■ **Task brief**: From the records below, set down exactly the lines starting with the line that contains "root_names, &overrides.unrestricted_root_names, false)?;" and going on through the line that contains "fn add_root_names(root_names: &mut". Nothing else is wanted.

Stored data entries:
____
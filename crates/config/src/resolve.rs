use serde::{Deserialize, Serialize};

use crate::error::{Error, Result};
use crate::{Configuration, MarkerConfig, PortConfig, RootName};

/// Configuration as read from a file: every field may be absent.
#[derive(Clone, Debug, Default, PartialEq, Eq, Serialize, Deserialize)]
#[serde(rename_all = "camelCase")]
pub struct PartialConfiguration {
    /// Mnemonic phrase.
    pub mnemonic: Option<String>,

    /// Number of funded accounts.
    pub accounts: Option<u32>,

    /// Chain id.
    pub chain_id: Option<String>,

    /// Listen ports.
    pub ports: Option<PartialPortConfig>,

    /// Total supply as a decimal integer string.
    pub hash_supply: Option<String>,

    /// Root names.
    pub root_names: Option<Vec<RootName>>,

    /// Markers.
    pub markers: Option<Vec<MarkerConfig>>,
}

/// Ports as read from a file.
#[derive(Clone, Copy, Debug, Default, PartialEq, Eq, Serialize, Deserialize)]
pub struct PartialPortConfig {
    /// RPC port.
    pub rpc: Option<u16>,

    /// gRPC port.
    pub grpc: Option<u16>,
}

/// Overrides supplied on the command line, still unparsed.
#[derive(Clone, Debug, Default, PartialEq, Eq)]
pub struct ConfigOverrides {
    /// Mnemonic phrase.
    pub mnemonic: Option<String>,

    /// Number of funded accounts.
    pub accounts: Option<String>,

    /// Chain id.
    pub chain_id: Option<String>,

    /// RPC port.
    pub rpc_port: Option<String>,

    /// gRPC port.
    pub grpc_port: Option<String>,

    /// Total supply.
    pub hash_supply: Option<String>,

    /// Root names to add as restricted.
    pub restricted_root_names: Vec<String>,

    /// Root names to add as unrestricted.
    pub unrestricted_root_names: Vec<String>,
}

/// Merges file contents, overrides and defaults into a validated configuration.
///
/// Overrides win over the file, the file wins over `defaults`, field by field.
/// Root-name overrides are added to the file's (or default) list; asking for a
/// name with the opposite restriction of an existing entry is an error.
///
/// # Errors
///
/// Returns [`Error::InvalidNumber`] for non-integer numeric overrides,
/// [`Error::NameRestrictionConflict`] for conflicting root names, and
/// [`Error::ZeroAccounts`] if the resulting account count is zero.
pub fn resolve(
    file: PartialConfiguration,
    overrides: &ConfigOverrides,
    defaults: &Configuration,
) -> Result<Configuration> {
    let file_ports = file.ports.unwrap_or_default();

    let accounts = match &overrides.accounts {
        Some(value) => parse_number("accounts", value)?,
        None => file.accounts.unwrap_or(defaults.accounts),
    };

    let ports = PortConfig {
        rpc: match &overrides.rpc_port {
            Some(value) => parse_number("rpcPort", value)?,
            None => file_ports.rpc.unwrap_or(defaults.ports.rpc),
        },
        grpc: match &overrides.grpc_port {
            Some(value) => parse_number("grpcPort", value)?,
            None => file_ports.grpc.unwrap_or(defaults.ports.grpc),
        },
    };

    let mut root_names = file
        .root_names
        .unwrap_or_else(|| defaults.root_names.clone());
    add_root_names(&mut root_names, &overrides.restricted_root_names, true)?;
    add_root_names(&mut root_names, &overrides.unrestricted_root_names, false)?;

    let config = Configuration {
        mnemonic: overrides
            .mnemonic
            .clone()
            .or(file.mnemonic)
            .or_else(|| defaults.mnemonic.clone()),
        accounts,
        chain_id: overrides
            .chain_id
            .clone()
            .or(file.chain_id)
            .unwrap_or_else(|| defaults.chain_id.clone()),
        ports,
        hash_supply: overrides
            .hash_supply
            .clone()
            .or(file.hash_supply)
            .unwrap_or_else(|| defaults.hash_supply.clone()),
        root_names,
        markers: file.markers.unwrap_or_else(|| defaults.markers.clone()),
    };

    config.validate()?;

    Ok(config)
}

fn add_root_names(root_names: &mut Vec<RootName>, names: &[String], restrict: bool) -> Result<()> {
    for name in names.iter().map(|n| n.trim()).filter(|n| !n.is_empty()) {
        match root_names.iter().find(|existing| existing.name == name) {
            Some(existing) if existing.restrict != restrict => {
                return Err(Error::NameRestrictionConflict {
                    name: name.to_string(),
                    existing: existing.restrict,
                });
            }
            Some(_) => {}
            None => root_names.push(RootName::new(name, restrict)),
        }
    }

    Ok(())
}

fn parse_number<T: std::str::FromStr>(field: &'static str, value: &str) -> Result<T> {
    value.trim().parse().map_err(|_| Error::InvalidNumber {
        field,
        value: value.to_string(),
    })
}

#[cfg(test)]
mod tests {
    use super::*;
    use crate::{DEFAULT_ACCOUNTS, default_root_names};

    fn names(list: &[&str]) -> Vec<String> {
        list.iter().map(ToString::to_string).collect()
    }

    #[test]
    fn test_defaults_fill_missing_fields() {
        let config = resolve(
            PartialConfiguration::default(),
            &ConfigOverrides::default(),
            &Configuration::default(),
        )
        .unwrap();

        assert_eq!(config, Configuration::default());
    }

    #[test]
    fn test_override_precedence() {
        let file = PartialConfiguration {
            accounts: Some(4),
            chain_id: Some("from-file".to_string()),
            ports: Some(PartialPortConfig {
                rpc: Some(1000),
                grpc: None,
            }),
            ..PartialConfiguration::default()
        };
        let overrides = ConfigOverrides {
            chain_id: Some("from-cli".to_string()),
            grpc_port: Some("2000".to_string()),
            ..ConfigOverrides::default()
        };

        let config = resolve(file, &overrides, &Configuration::default()).unwrap();

        assert_eq!(config.accounts, 4);
        assert_eq!(config.chain_id, "from-cli");
        assert_eq!(config.ports, PortConfig { rpc: 1000, grpc: 2000 });
    }

    #[test]
    fn test_invalid_number_override() {
        let overrides = ConfigOverrides {
            accounts: Some("ten".to_string()),
            ..ConfigOverrides::default()
        };

        let result = resolve(
            PartialConfiguration::default(),
            &overrides,
            &Configuration::default(),
        );

        assert!(matches!(
            result,
            Err(Error::InvalidNumber { field: "accounts", .. })
        ));

        let overrides = ConfigOverrides {
            hash_supply: Some("1e20".to_string()),
            ..ConfigOverrides::default()
        };

        assert!(matches!(
            resolve(
                PartialConfiguration::default(),
                &overrides,
                &Configuration::default()
            ),
            Err(Error::InvalidNumber { field: "hashSupply", .. })
        ));
    }

    #[test]
    fn test_zero_accounts_rejected() {
        let overrides = ConfigOverrides {
            accounts: Some("0".to_string()),
            ..ConfigOverrides::default()
        };

        assert!(matches!(
            resolve(
                PartialConfiguration::default(),
                &overrides,
                &Configuration::default()
            ),
            Err(Error::ZeroAccounts)
        ));
    }

    #[test]
    fn test_root_names_are_additive() {
        let overrides = ConfigOverrides {
            restricted_root_names: names(&["alpha", "pio"]),
            unrestricted_root_names: names(&["beta", " "]),
            ..ConfigOverrides::default()
        };

        let config = resolve(
            PartialConfiguration::default(),
            &overrides,
            &Configuration::default(),
        )
        .unwrap();

        let mut expected = default_root_names();
        expected.push(RootName::new("alpha", true));
        expected.push(RootName::new("beta", false));
        assert_eq!(config.root_names, expected);
        assert_eq!(config.accounts, DEFAULT_ACCOUNTS);
    }

    #[test]
    fn test_restricted_name_conflict() {
        let file = PartialConfiguration {
            root_names: Some(vec![RootName::new("shared", false)]),
            ..PartialConfiguration::default()
        };
        let original = file.clone();
        let overrides = ConfigOverrides {
            restricted_root_names: names(&["shared"]),
            ..ConfigOverrides::default()
        };

        let result = resolve(file.clone(), &overrides, &Configuration::default());

        assert!(matches!(
            result,
            Err(Error::NameRestrictionConflict { ref name, existing: false }) if name == "shared"
        ));
        assert_eq!(file, original);
    }

    #[test]
    fn test_unrestricted_name_conflict() {
        let overrides = ConfigOverrides {
            unrestricted_root_names: names(&["pio"]),
            ..ConfigOverrides::default()
        };

        assert!(matches!(
            resolve(
                PartialConfiguration::default(),
                &overrides,
                &Configuration::default()
            ),
            Err(Error::NameRestrictionConflict { existing: true, .. })
        ));
    }

    #[test]
    fn test_same_name_in_both_lists_conflicts() {
        let overrides = ConfigOverrides {
            restricted_root_names: names(&["twice"]),
            unrestricted_root_names: names(&["twice"]),
            ..ConfigOverrides::default()
        };

        assert!(matches!(
            resolve(
                PartialConfiguration::default(),
                &overrides,
                &Configuration::default()
            ),
            Err(Error::NameRestrictionConflict { existing: true, .. })
        ));
    }

    #[test]
    fn test_duplicate_override_is_kept_once() {
        let file = PartialConfiguration {
            root_names: Some(vec![RootName::new("shared", true)]),
            ..PartialConfiguration::default()
        };
        let overrides = ConfigOverrides {
            restricted_root_names: names(&["shared", "fresh", "fresh"]),
            ..ConfigOverrides::default()
        };

        let config = resolve(file, &overrides, &Configuration::default()).unwrap();

        assert_eq!(
            config.root_names,
            vec![RootName::new("shared", true), RootName::new("fresh", true)]
        );
    }
}
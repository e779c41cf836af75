//! Exact-integer allocation of the genesis token supply.
//!
//! The total supply is split between the validator and the funded accounts using
//! truncating integer arithmetic only. Whatever truncation leaves over is not
//! assigned to anyone.
#![warn(missing_docs)]
#![warn(clippy::all)]
#![warn(clippy::pedantic)]
#![warn(clippy::nursery)]

mod error;

pub use error::{Error, Result};

use std::fmt;
use std::str::FromStr;

use num_bigint::BigUint;
use num_traits::Zero;

/// Validator stake is `2/10` of the total supply.
const VALIDATOR_STAKE_RATIO: (u32, u32) = (2, 10);

/// Validator self-delegation is `1/10` of the validator stake.
const VALIDATOR_DELEGATION_RATIO: (u32, u32) = (1, 10);

/// An arbitrary-precision, non-negative amount of the base token denomination.
#[derive(Clone, Debug, Default, PartialEq, Eq, PartialOrd, Ord, Hash)]
pub struct TokenAmount(BigUint);

impl TokenAmount {
    /// Wraps a raw integer amount.
    #[must_use]
    pub const fn new(amount: BigUint) -> Self {
        Self(amount)
    }

    /// Returns the raw integer amount.
    #[must_use]
    pub const fn as_biguint(&self) -> &BigUint {
        &self.0
    }

    /// Returns `true` if the amount is zero.
    #[must_use]
    pub fn is_zero(&self) -> bool {
        self.0.is_zero()
    }

    /// Floor of `self * numerator / denominator`.
    fn scale((numerator, denominator): (u32, u32), amount: &BigUint) -> BigUint {
        amount * numerator / denominator
    }
}

impl FromStr for TokenAmount {
    type Err = Error;

    fn from_str(s: &str) -> Result<Self> {
        // BigUint would also accept '+' and '_' separators.
        if s.is_empty() || !s.bytes().all(|b| b.is_ascii_digit()) {
            return Err(Error::InvalidAmount(s.to_string()));
        }

        BigUint::parse_bytes(s.as_bytes(), 10)
            .map(Self)
            .ok_or_else(|| Error::InvalidAmount(s.to_string()))
    }
}

impl fmt::Display for TokenAmount {
    fn fmt(&self, f: &mut fmt::Formatter<'_>) -> fmt::Result {
        write!(f, "{}", self.0)
    }
}

impl From<u64> for TokenAmount {
    fn from(value: u64) -> Self {
        Self(BigUint::from(value))
    }
}

/// Token allocation computed once from the configuration before genesis is built.
#[derive(Clone, Debug, PartialEq, Eq)]
pub struct GenesisPlan {
    /// Balance credited to the validator account.
    pub validator_stake: TokenAmount,

    /// Amount the validator self-delegates in its genesis transaction.
    pub validator_delegation: TokenAmount,

    /// Balance credited to each generated account.
    pub per_account_balance: TokenAmount,
}

impl GenesisPlan {
    /// Computes the allocation for `account_count` accounts out of `total_supply`.
    ///
    /// 1. `validator_stake = floor(total_supply * 0.2)`
    /// 2. `validator_delegation = floor(validator_stake * 0.1)`
    /// 3. `per_account_balance = floor((total_supply - validator_stake) / account_count)`
    ///
    /// The delegation is not subtracted from the stake, and the remainder of the
    /// division in step 3 is left unallocated.
    ///
    /// # Errors
    ///
    /// Returns [`Error::ZeroAccounts`] if `account_count` is zero.
    pub fn new(total_supply: &TokenAmount, account_count: u32) -> Result<Self> {
        if account_count == 0 {
            return Err(Error::ZeroAccounts);
        }

        let supply = total_supply.as_biguint();
        let validator_stake = TokenAmount::scale(VALIDATOR_STAKE_RATIO, supply);
        let validator_delegation = TokenAmount::scale(VALIDATOR_DELEGATION_RATIO, &validator_stake);
        let remaining = supply - &validator_stake;
        let per_account_balance = remaining / account_count;

        Ok(Self {
            validator_stake: TokenAmount(validator_stake),
            validator_delegation: TokenAmount(validator_delegation),
            per_account_balance: TokenAmount(per_account_balance),
        })
    }

    /// Tokens left over after the validator stake and every account balance.
    #[must_use]
    pub fn unallocated(&self, total_supply: &TokenAmount, account_count: u32) -> TokenAmount {
        let allocated = &self.validator_stake.0 + &self.per_account_balance.0 * account_count;
        TokenAmount(total_supply.as_biguint() - allocated)
    }
}
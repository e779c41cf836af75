//! The ordered command pipeline that builds genesis data in a home directory.

use std::path::PathBuf;

use localnet_config::{Configuration, MarkerAccess};
use localnet_genesis::{GenesisPlan, TokenAmount};
use localnet_keys::HdPath;
use localnet_supervisor::NodeCommand;

use crate::error::Result;

/// Denomination of the native token.
pub const HASH_DENOM: &str = "nhash";

/// Key name of the validator in the node's keyring.
pub const VALIDATOR_KEY: &str = "validator";

/// Moniker passed to `init`.
const MONIKER: &str = "localnet";

const P2P_PORT: u16 = 26656;
const API_PORT: u16 = 1317;

const KEYRING_BACKEND: [&str; 2] = ["--keyring-backend", "test"];

/// Builds node invocations against a single home directory.
#[derive(Clone, Debug)]
pub struct CommandBuilder {
    binary: PathBuf,
    home_dir: PathBuf,
}

impl CommandBuilder {
    /// Creates a builder for `binary` operating on `home_dir`.
    pub fn new(binary: impl Into<PathBuf>, home_dir: impl Into<PathBuf>) -> Self {
        Self {
            binary: binary.into(),
            home_dir: home_dir.into(),
        }
    }

    fn command<A: Into<String>>(&self, args: impl IntoIterator<Item = A>) -> NodeCommand {
        NodeCommand::new(
            &self.binary,
            ["-t".to_string(), "--home".to_string(), self.home_dir.display().to_string()],
        )
        .with_args(args)
    }

    /// `start`
    #[must_use]
    pub fn start(&self) -> NodeCommand {
        self.command(["start"])
    }

    fn init(&self, chain_id: &str) -> NodeCommand {
        self.command(["init".to_string(), format!("--chain-id={chain_id}"), MONIKER.to_string()])
    }

    fn add_key(&self, name: &str) -> NodeCommand {
        self.command(["keys", "add", name]).with_args(KEYRING_BACKEND)
    }

    fn recover_key(&self, name: &str, mnemonic: &str, hd_path: &HdPath) -> NodeCommand {
        self.command(["keys", "add", name, "--recover"])
            .with_args(KEYRING_BACKEND)
            .with_args(["--hd-path".to_string(), hd_path.to_string()])
            .with_stdin(mnemonic)
    }

    fn add_genesis_account(&self, name: &str, amount: &TokenAmount) -> NodeCommand {
        self.command([
            "add-genesis-account".to_string(),
            name.to_string(),
            format!("{amount}{HASH_DENOM}"),
        ])
        .with_args(KEYRING_BACKEND)
    }

    fn add_genesis_root_name(&self, owner: &str, name: &str, restrict: bool) -> NodeCommand {
        let restrict = if restrict { "--restrict" } else { "--restrict=false" };

        self.command(["add-genesis-root-name", owner, name, restrict])
            .with_args(KEYRING_BACKEND)
    }

    fn add_genesis_marker(
        &self,
        coin: String,
        manager: &str,
        access: &[MarkerAccess],
    ) -> NodeCommand {
        let access = access
            .iter()
            .map(MarkerAccess::as_str)
            .collect::<Vec<_>>()
            .join(",");

        self.command([
            "add-genesis-marker".to_string(),
            coin,
            "--manager".to_string(),
            manager.to_string(),
            "--access".to_string(),
            access,
            "--activate".to_string(),
        ])
        .with_args(KEYRING_BACKEND)
    }

    fn gentx(&self, amount: &TokenAmount, chain_id: &str) -> NodeCommand {
        self.command([
            "gentx".to_string(),
            VALIDATOR_KEY.to_string(),
            format!("{amount}{HASH_DENOM}"),
        ])
        .with_args(KEYRING_BACKEND)
        .with_args([format!("--chain-id={chain_id}")])
    }

    fn collect_gentxs(&self) -> NodeCommand {
        self.command(["collect-gentxs"])
    }

    fn config_set(&self, name: &str, value: impl Into<String>) -> NodeCommand {
        self.command(["config".to_string(), "set".to_string(), name.to_string(), value.into()])
    }

    /// Every command needed to build genesis for `config`, in execution order.
    ///
    /// `mnemonic` is the phrase the funded accounts are recovered from and
    /// `bind_address` is the interface the node's listeners are configured on.
    ///
    /// # Errors
    ///
    /// Returns an error if the total supply or a marker supply is not an integer
    /// or an account index cannot be expressed as a derivation path.
    pub fn genesis(
        &self,
        config: &Configuration,
        plan: &GenesisPlan,
        mnemonic: &str,
        bind_address: &str,
    ) -> Result<Vec<NodeCommand>> {
        let total_supply = config.total_supply()?;
        let mut commands = vec![
            self.init(&config.chain_id),
            self.add_key(VALIDATOR_KEY),
            self.add_genesis_account(VALIDATOR_KEY, &plan.validator_stake),
        ];

        for account in 0..config.accounts {
            let name = format!("account{account}");
            let hd_path = HdPath::new(0, account)?;

            commands.push(self.recover_key(&name, mnemonic, &hd_path));
            commands.push(self.add_genesis_account(&name, &plan.per_account_balance));
        }

        for root_name in &config.root_names {
            commands.push(self.add_genesis_root_name(
                VALIDATOR_KEY,
                &root_name.name,
                root_name.restrict,
            ));
        }

        commands.push(self.add_genesis_marker(
            format!("{total_supply}{HASH_DENOM}"),
            VALIDATOR_KEY,
            &MarkerAccess::ALL,
        ));

        for marker in &config.markers {
            let supply = marker.supply()?;
            commands.push(self.add_genesis_marker(
                format!("{supply}{}", marker.denom),
                &marker.manager,
                &marker.access,
            ));
        }

        commands.push(self.gentx(&plan.validator_delegation, &config.chain_id));
        commands.push(self.collect_gentxs());

        commands.extend([
            self.config_set("rpc.laddr", format!("tcp://{bind_address}:{}", config.ports.rpc)),
            self.config_set("p2p.laddr", format!("tcp://{bind_address}:{P2P_PORT}")),
            self.config_set("grpc.address", format!("{bind_address}:{}", config.ports.grpc)),
            self.config_set("grpc-web.enable", "false"),
            self.config_set("api.enable", "true"),
            self.config_set("api.address", format!("tcp://{bind_address}:{API_PORT}")),
            self.config_set("api.swagger", "true"),
        ]);

        Ok(commands)
    }
}

#[cfg(test)]
mod tests {
    use super::*;

    use localnet_config::{MarkerConfig, RootName};

    const PHRASE: &str = "abandon abandon abandon abandon abandon abandon abandon abandon abandon abandon abandon about";

    fn args(command: &NodeCommand) -> Vec<&str> {
        command.args[3..].iter().map(String::as_str).collect()
    }

    fn config() -> Configuration {
        Configuration {
            accounts: 2,
            root_names: vec![RootName::new("pio", true), RootName::new("pb", false)],
            markers: vec![MarkerConfig {
                denom: "usd".to_string(),
                total_supply: "1000".to_string(),
                manager: "account0".to_string(),
                access: vec![MarkerAccess::Mint, MarkerAccess::Burn],
            }],
            ..Configuration::default()
        }
    }

    #[test]
    fn test_genesis_pipeline() {
        let config = config();
        let plan = GenesisPlan::new(&config.total_supply().unwrap(), config.accounts).unwrap();
        let builder = CommandBuilder::new("/usr/bin/provenanced", "/tmp/home");

        let commands = builder
            .genesis(&config, &plan, PHRASE, "127.0.0.1")
            .unwrap();

        for command in &commands {
            assert_eq!(command.executable, PathBuf::from("/usr/bin/provenanced"));
            assert_eq!(command.args[..3], ["-t", "--home", "/tmp/home"]);
        }

        let rendered: Vec<Vec<&str>> = commands.iter().map(args).collect();
        assert_eq!(
            rendered,
            vec![
                vec!["init", "--chain-id=chain-local", "localnet"],
                vec!["keys", "add", "validator", "--keyring-backend", "test"],
                vec![
                    "add-genesis-account",
                    "validator",
                    "20000000000000000000nhash",
                    "--keyring-backend",
                    "test"
                ],
                vec![
                    "keys",
                    "add",
                    "account0",
                    "--recover",
                    "--keyring-backend",
                    "test",
                    "--hd-path",
                    "m/44'/1'/0'/0'/0'"
                ],
                vec![
                    "add-genesis-account",
                    "account0",
                    "40000000000000000000nhash",
                    "--keyring-backend",
                    "test"
                ],
                vec![
                    "keys",
                    "add",
                    "account1",
                    "--recover",
                    "--keyring-backend",
                    "test",
                    "--hd-path",
                    "m/44'/1'/0'/0'/1'"
                ],
                vec![
                    "add-genesis-account",
                    "account1",
                    "40000000000000000000nhash",
                    "--keyring-backend",
                    "test"
                ],
                vec![
                    "add-genesis-root-name",
                    "validator",
                    "pio",
                    "--restrict",
                    "--keyring-backend",
                    "test"
                ],
                vec![
                    "add-genesis-root-name",
                    "validator",
                    "pb",
                    "--restrict=false",
                    "--keyring-backend",
                    "test"
                ],
                vec![
                    "add-genesis-marker",
                    "100000000000000000000nhash",
                    "--manager",
                    "validator",
                    "--access",
                    "admin,burn,deposit,mint,withdraw",
                    "--activate",
                    "--keyring-backend",
                    "test"
                ],
                vec![
                    "add-genesis-marker",
                    "1000usd",
                    "--manager",
                    "account0",
                    "--access",
                    "mint,burn",
                    "--activate",
                    "--keyring-backend",
                    "test"
                ],
                vec![
                    "gentx",
                    "validator",
                    "2000000000000000000nhash",
                    "--keyring-backend",
                    "test",
                    "--chain-id=chain-local"
                ],
                vec!["collect-gentxs"],
                vec!["config", "set", "rpc.laddr", "tcp://127.0.0.1:26657"],
                vec!["config", "set", "p2p.laddr", "tcp://127.0.0.1:26656"],
                vec!["config", "set", "grpc.address", "127.0.0.1:9090"],
                vec!["config", "set", "grpc-web.enable", "false"],
                vec!["config", "set", "api.enable", "true"],
                vec!["config", "set", "api.address", "tcp://127.0.0.1:1317"],
                vec!["config", "set", "api.swagger", "true"],
            ]
        );
    }

    #[test]
    fn test_only_recovered_keys_receive_the_mnemonic() {
        let config = config();
        let plan = GenesisPlan::new(&config.total_supply().unwrap(), config.accounts).unwrap();
        let builder = CommandBuilder::new("provenanced", "/tmp/home");

        let commands = builder
            .genesis(&config, &plan, PHRASE, "0.0.0.0")
            .unwrap();

        let with_stdin: Vec<_> = commands.iter().filter(|c| c.stdin.is_some()).collect();
        assert_eq!(with_stdin.len(), 2);
        assert!(with_stdin.iter().all(|c| c.stdin.as_deref() == Some(PHRASE)));
        assert!(with_stdin.iter().all(|c| c.args.contains(&"--recover".to_string())));
    }

    #[test]
    fn test_start_command() {
        let builder = CommandBuilder::new("provenanced", "/tmp/home");

        assert_eq!(builder.start().to_string(), "provenanced -t --home /tmp/home start");
    }

    #[test]
    fn test_marker_supply_is_normalized() {
        let mut config = config();
        config.markers[0].total_supply = "007".to_string();
        let plan = GenesisPlan::new(&config.total_supply().unwrap(), config.accounts).unwrap();
        let builder = CommandBuilder::new("provenanced", "/tmp/home");

        let commands = builder
            .genesis(&config, &plan, PHRASE, "127.0.0.1")
            .unwrap();

        let markers: Vec<&str> = commands
            .iter()
            .filter(|c| c.args[3] == "add-genesis-marker")
            .map(|c| c.args[4].as_str())
            .collect();
        assert_eq!(markers, ["100000000000000000000nhash", "7usd"]);
    }

    #[test]
    fn test_invalid_marker_supply_is_rejected() {
        let mut config = config();
        config.markers[0].total_supply = "1e6".to_string();
        let plan = GenesisPlan::new(&config.total_supply().unwrap(), config.accounts).unwrap();
        let builder = CommandBuilder::new("provenanced", "/tmp/home");

        assert!(matches!(
            builder.genesis(&config, &plan, PHRASE, "127.0.0.1"),
            Err(crate::Error::Config(_))
        ));
    }
}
____
■ **Response below**:
    add_root_names(&mut root_names, &overrides.unrestricted_root_names, false)?;

    let config = Configuration {
        mnemonic: overrides
            .mnemonic
            .clone()
            .or(file.mnemonic)
            .or_else(|| defaults.mnemonic.clone()),
        accounts,
        chain_id: overrides
            .chain_id
            .clone()
            .or(file.chain_id)
            .unwrap_or_else(|| defaults.chain_id.clone()),
        ports,
        hash_supply: overrides
            .hash_supply
            .clone()
            .or(file.hash_supply)
            .unwrap_or_else(|| defaults.hash_supply.clone()),
        root_names,
        markers: file.markers.unwrap_or_else(|| defaults.markers.clone()),
    };

    config.validate()?;

    Ok(config)
}

fn add_root_names(root_names: &mut Vec<RootName>, names: &[String], restrict: bool) -> Result<()> {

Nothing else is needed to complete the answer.